Exercise goal:
Each line of the material below with the word "dispatched" is to be reported.

Data to use:
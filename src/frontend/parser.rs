//! Parser for Radium
//!
//! Single-pass recursive descent parser with one token of lookahead.
//! Every rule fails fast on the first mismatch; there is no recovery.

use log::{debug, trace};

use crate::frontend::ast::*;
use crate::frontend::token::{Token, TokenKind};
use crate::utils::ParseError;

type Result<T> = std::result::Result<T, ParseError>;

/// The parser
pub struct Parser<'a> {
    tokens: &'a [Token],
    pos: usize,
}

impl<'a> Parser<'a> {
    /// Create a parser over a finished token stream
    pub fn new(tokens: &'a [Token]) -> Self {
        Self { tokens, pos: 0 }
    }

    // ==================== Helper Methods ====================

    fn current(&self) -> Option<&'a Token> {
        self.tokens.get(self.pos)
    }

    fn advance(&mut self) -> Option<&'a Token> {
        let token = self.current();
        if token.is_some() {
            self.pos += 1;
        }
        token
    }

    fn is_at_end(&self) -> bool {
        self.pos >= self.tokens.len()
    }

    /// Line of the most recently consumed token
    fn previous_line(&self) -> usize {
        self.pos
            .checked_sub(1)
            .and_then(|i| self.tokens.get(i))
            .map_or(1, |t| t.line)
    }

    /// Line to blame: the token found, or the last one consumed at end of input
    fn error_line(&self) -> usize {
        self.current().map_or_else(|| self.previous_line(), |t| t.line)
    }

    fn expect(&mut self, expected: TokenKind, message: &str) -> Result<&'a Token> {
        match self.current() {
            Some(token) if token.kind == expected => {
                self.pos += 1;
                Ok(token)
            }
            _ => Err(ParseError::new(message, self.error_line())),
        }
    }

    // ==================== Parsing Methods ====================

    /// Parse the whole token stream into statements, in source order
    pub fn parse(&mut self) -> Result<Vec<Statement>> {
        let mut statements = Vec::new();

        while let Some(token) = self.current() {
            let statement = match token.kind {
                TokenKind::Quit => {
                    let quit = self.parse_quit()?;
                    // quit terminates the program
                    if let Some(trailing) = self.current() {
                        return Err(ParseError::new(
                            format!(
                                "token '{}' is unreachable -> expected end of file or scope",
                                trailing.kind
                            ),
                            trailing.line,
                        ));
                    }
                    quit
                }
                TokenKind::Log => self.parse_log()?,
                TokenKind::Let | TokenKind::Const => self.parse_variable_declaration()?,
                kind => {
                    return Err(ParseError::new(
                        format!("unexpected token '{}'", kind),
                        token.line,
                    ))
                }
            };
            trace!("parsed {} statement on line {}", statement.kind_name(), statement.line());
            statements.push(statement);
        }

        debug!("parsed {} statements", statements.len());
        Ok(statements)
    }

    /// Parse `quit(<int>);`
    fn parse_quit(&mut self) -> Result<Statement> {
        let line = self.expect(TokenKind::Quit, "expected 'quit'")?.line;
        let expression = self.parse_call_tail("quit")?;
        Ok(Statement::Quit(QuitStatement { expression, line }))
    }

    /// Parse `log(<int>);`
    fn parse_log(&mut self) -> Result<Statement> {
        let line = self.expect(TokenKind::Log, "expected 'log'")?.line;
        let expression = self.parse_call_tail("log")?;
        Ok(Statement::Log(LogStatement { expression, line }))
    }

    /// Parse `(<int>);` following a call-like keyword
    fn parse_call_tail(&mut self, keyword: &str) -> Result<Expression> {
        self.expect(
            TokenKind::OpenParen,
            &format!("expected '(' after '{}' statement", keyword),
        )?;
        let token = self.expect(
            TokenKind::IntLiteral,
            &format!("expected integer literal after '(' in '{}' statement", keyword),
        )?;
        self.expect(
            TokenKind::CloseParen,
            &format!("expected ')' after integer literal in '{}' statement", keyword),
        )?;
        self.expect(
            TokenKind::SemiColon,
            &format!("expected ';' after '{}' statement", keyword),
        )?;
        Ok(Expression {
            token: token.clone(),
        })
    }

    /// Parse `let|const <name> = <int>;`
    fn parse_variable_declaration(&mut self) -> Result<Statement> {
        let keyword = match self.advance() {
            Some(token) if matches!(token.kind, TokenKind::Let | TokenKind::Const) => token,
            _ => {
                return Err(ParseError::new(
                    "expected 'let' or 'const'",
                    self.error_line(),
                ))
            }
        };

        let identifier = self.expect(
            TokenKind::AlphaNumeric,
            "expected variable name after 'let' or 'const' keyword",
        )?;
        self.expect(TokenKind::Equal, "expected '=' after variable name")?;
        let value = self.expect(
            TokenKind::IntLiteral,
            "expected integer literal after '=' -> For now, only integer literals are supported",
        )?;
        self.expect(TokenKind::SemiColon, "expected ';' after integer literal")?;

        Ok(Statement::VariableDeclaration(VariableDeclaration {
            identifier: identifier.clone(),
            value: value.clone(),
            is_constant: keyword.kind == TokenKind::Const,
            line: keyword.line,
        }))
    }
}

/// Parse a finished token stream into statements
pub fn parse(tokens: &[Token]) -> Result<Vec<Statement>> {
    let mut parser = Parser::new(tokens);
    let statements = parser.parse()?;
    debug_assert!(parser.is_at_end());
    Ok(statements)
}
use std::fmt;
use std::sync::Arc;

use filters::{FilterPredicate, NoFilter};

/// The pair of filter predicates an operation is started with.
///
/// Local entries are tested against [`local`](Self::local), remote ones
/// against [`remote`](Self::remote).
#[derive(Clone)]
pub struct ActiveFilters {
    /// Applied to entries of the local filesystem.
    pub local: Arc<dyn FilterPredicate>,
    /// Applied to entries of remote listings.
    pub remote: Arc<dyn FilterPredicate>,
}

impl ActiveFilters {
    /// Creates a filter pair.
    pub fn new(
        local: impl FilterPredicate + 'static,
        remote: impl FilterPredicate + 'static,
    ) -> Self {
        Self {
            local: Arc::new(local),
            remote: Arc::new(remote),
        }
    }

    /// Filters that keep every entry.
    #[must_use]
    pub fn none() -> Self {
        Self::new(NoFilter, NoFilter)
    }
}

impl Default for ActiveFilters {
    fn default() -> Self {
        Self::none()
    }
}

impl fmt::Debug for ActiveFilters {
    fn fmt(&self, f: &mut fmt::Formatter<'_>) -> fmt::Result {
        f.debug_struct("ActiveFilters").finish_non_exhaustive()
    }
}
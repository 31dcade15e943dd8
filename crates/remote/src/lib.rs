#![deny(unsafe_code)]
#![deny(missing_docs)]
#![deny(rustdoc::broken_intra_doc_links)]

//! # Overview
//!
//! `remote` is the traversal engine for directory trees reached through a
//! command-based protocol. [`RemoteRecursiveOperation`] does no I/O of its
//! own: it submits [`Command`]s to a [`CommandSink`] and is re-entered when
//! the protocol layer reports how the outstanding listing went.
//!
//! # Design
//!
//! - Roots and visit requests come from the shared `recursion` crate,
//!   expressed in [`RemotePath`]s.
//! - Each entry point ([`RemoteRecursiveOperation::process_directory_listing`],
//!   [`RemoteRecursiveOperation::listing_failed`],
//!   [`RemoteRecursiveOperation::link_is_not_dir`]) finishes by submitting
//!   the next command. [`RemoteEvent`] bundles the three outcomes for
//!   callers that prefer a single [`RemoteRecursiveOperation::handle_event`].
//! - Consumer notifications go through [`RemoteOperationHandler`];
//!   permission changes are computed by a [`PermissionConverter`] such as
//!   [`ModeChange`].
//!
//! # Invariants
//!
//! - At most one [`Command::List`] is outstanding. Remove and chmod
//!   commands are submitted without waiting.
//! - Subtrees are listed depth-first, in listing order.
//! - In delete mode the files of a directory are removed before the
//!   directory, and a directory before its parent.
//! - A transient listing failure is retried once; a critical one is not.
//!
//! # Examples
//!
//! ```
//! use recursion::{ActiveFilters, LinkKind, OperationMode, RecursionRoot};
//! use remote::{Command, DirectoryListing, RemoteEntry, RemotePath, RemoteRecursiveOperation};
//!
//! let start = RemotePath::parse("/srv").unwrap();
//! let mut root = RecursionRoot::new(start.clone(), false);
//! root.add_dir_to_visit(start.clone(), "", None, true, LinkKind::NotALink);
//!
//! let mut engine = RemoteRecursiveOperation::new(Vec::<Command>::new(), ());
//! engine.add_root(root);
//! engine.start(OperationMode::Delete, ActiveFilters::none()).unwrap();
//! assert!(engine.sink()[0].is_list());
//!
//! engine.process_directory_listing(&DirectoryListing::new(
//!     start.clone(),
//!     vec![RemoteEntry::file("old.log", 10)],
//! ));
//! assert_eq!(
//!     engine.sink()[1],
//!     Command::RemoveFiles { path: start, names: vec!["old.log".into()] }
//! );
//! ```

mod chmod;
mod command;
mod engine;
mod event;
mod handler;
mod listing;
mod path;
mod site;

pub use chmod::{ApplyScope, ModeChange, ModeChangeError, PermissionConverter, parse_listed_permissions};
pub use command::{Command, CommandSink};
pub use engine::RemoteRecursiveOperation;
pub use event::RemoteEvent;
pub use handler::RemoteOperationHandler;
pub use listing::{DirectoryListing, ListingFailure, RemoteEntry};
pub use path::{RemotePath, RemotePathError};
pub use site::Site;
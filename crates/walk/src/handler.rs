use std::path::Path;

use crate::{ListingBatch, ListingEntry};

/// Wakes the consumer when delivered batches become available.
///
/// Called from the worker without the engine's lock held, and only when the
/// delivered queue goes from empty to non-empty. Implemented for closures.
pub trait BatchNotifier: Send + Sync {
    /// At least one batch is ready for [`next_batch`](crate::LocalRecursiveOperation::next_batch).
    fn batch_available(&self);
}

impl<F> BatchNotifier for F
where
    F: Fn() + Send + Sync,
{
    fn batch_available(&self) {
        self();
    }
}

/// Consumer callbacks dispatched by
/// [`LocalRecursiveOperation::drain`](crate::LocalRecursiveOperation::drain).
#[allow(unused_variables)]
pub trait LocalOperationHandler {
    /// Called for every delivered non-terminal batch, in any mode.
    fn listing(&mut self, batch: &ListingBatch) {}

    /// A file to transfer, in transfer modes.
    fn transfer_file(&mut self, source_dir: &Path, target_dir: Option<&Path>, entry: &ListingEntry) {
    }

    /// A directory without entries, in [`Transfer`](recursion::OperationMode::Transfer) mode.
    fn empty_directory(&mut self, source_dir: &Path, target_dir: Option<&Path>) {}

    /// A batch has been fully dispatched.
    fn listing_ended(&mut self) {}

    /// The traversal completed.
    fn operation_finished(&mut self) {}
}
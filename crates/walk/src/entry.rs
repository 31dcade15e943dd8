use std::fs;
use std::time::SystemTime;

/// One file or directory found while scanning a local directory.
#[derive(Clone, Debug, Eq, PartialEq)]
pub struct ListingEntry {
    /// Entry name, lossily converted to UTF-8.
    pub name: String,
    /// Size in bytes; `None` for directories.
    pub size: Option<u64>,
    /// Last modification time, when the platform reports one.
    pub modified: Option<SystemTime>,
    /// Permission bits on Unix, the read-only flag elsewhere.
    pub attributes: u32,
    /// Whether the entry is a symbolic link.
    pub is_link: bool,
}

impl ListingEntry {
    /// Describes `entry`, following symbolic links.
    ///
    /// Returns the entry and whether it is (or links to) a directory, or
    /// `None` when it vanished or is a link and `ignore_links` is set. A
    /// dangling link is reported as a file.
    pub(crate) fn from_dir_entry(entry: &fs::DirEntry, ignore_links: bool) -> Option<(Self, bool)> {
        let file_type = entry.file_type().ok()?;
        let is_link = file_type.is_symlink();
        if is_link && ignore_links {
            return None;
        }

        let metadata = if is_link {
            fs::metadata(entry.path())
                .or_else(|_| entry.metadata())
                .ok()?
        } else {
            entry.metadata().ok()?
        };
        let is_dir = metadata.is_dir();

        let listed = Self {
            name: entry.file_name().to_string_lossy().into_owned(),
            size: (!is_dir).then(|| metadata.len()),
            modified: metadata.modified().ok(),
            attributes: attributes(&metadata),
            is_link,
        };
        Some((listed, is_dir))
    }
}

#[cfg(unix)]
fn attributes(metadata: &fs::Metadata) -> u32 {
    use std::os::unix::fs::PermissionsExt;
    metadata.permissions().mode()
}

#[cfg(not(unix))]
fn attributes(metadata: &fs::Metadata) -> u32 {
    u32::from(metadata.permissions().readonly())
}
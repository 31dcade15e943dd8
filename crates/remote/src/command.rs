use std::collections::VecDeque;

use logging::trace_cmd;

use crate::RemotePath;

/// Work item for the protocol layer.
#[derive(Clone, Debug, Eq, PartialEq)]
pub enum Command {
    /// List `name` inside `path` (or `path` itself for an empty name).
    /// `as_link` asks the server to resolve the entry as a link.
    List {
        /// Containing directory.
        path: RemotePath,
        /// Entry to list.
        name: String,
        /// Whether the entry is a link queued by the caller.
        as_link: bool,
    },
    /// Remove the directory `name` inside `path`.
    RemoveDirectory {
        /// Containing directory.
        path: RemotePath,
        /// Directory to remove.
        name: String,
    },
    /// Remove the files `names` inside `path`.
    RemoveFiles {
        /// Containing directory.
        path: RemotePath,
        /// Files to remove.
        names: Vec<String>,
    },
    /// Set the permissions of `name` inside `path`.
    Chmod {
        /// Containing directory.
        path: RemotePath,
        /// Entry to change.
        name: String,
        /// New permissions as understood by the server, e.g. `755`.
        permissions: String,
    },
}

impl Command {
    /// Returns `true` for [`Command::List`].
    pub const fn is_list(&self) -> bool {
        matches!(self, Self::List { .. })
    }
}

/// Receives commands in submission order.
///
/// Remove and chmod commands are fire-and-forget. After a list command the
/// engine waits until the outcome is reported back, so at most one list is
/// ever outstanding.
pub trait CommandSink {
    /// Queues `command` for execution.
    fn submit(&mut self, command: Command);
}

impl CommandSink for Vec<Command> {
    fn submit(&mut self, command: Command) {
        self.push(command);
    }
}

impl CommandSink for VecDeque<Command> {
    fn submit(&mut self, command: Command) {
        self.push_back(command);
    }
}

impl CommandSink for crossbeam_channel::Sender<Command> {
    fn submit(&mut self, command: Command) {
        if let Err(error) = self.send(command) {
            trace_cmd!("protocol layer gone, dropping {:?}", error.into_inner());
        }
    }
}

Result below:
/// Consumer callbacks dispatched by
    /// A batch has been fully dispatched.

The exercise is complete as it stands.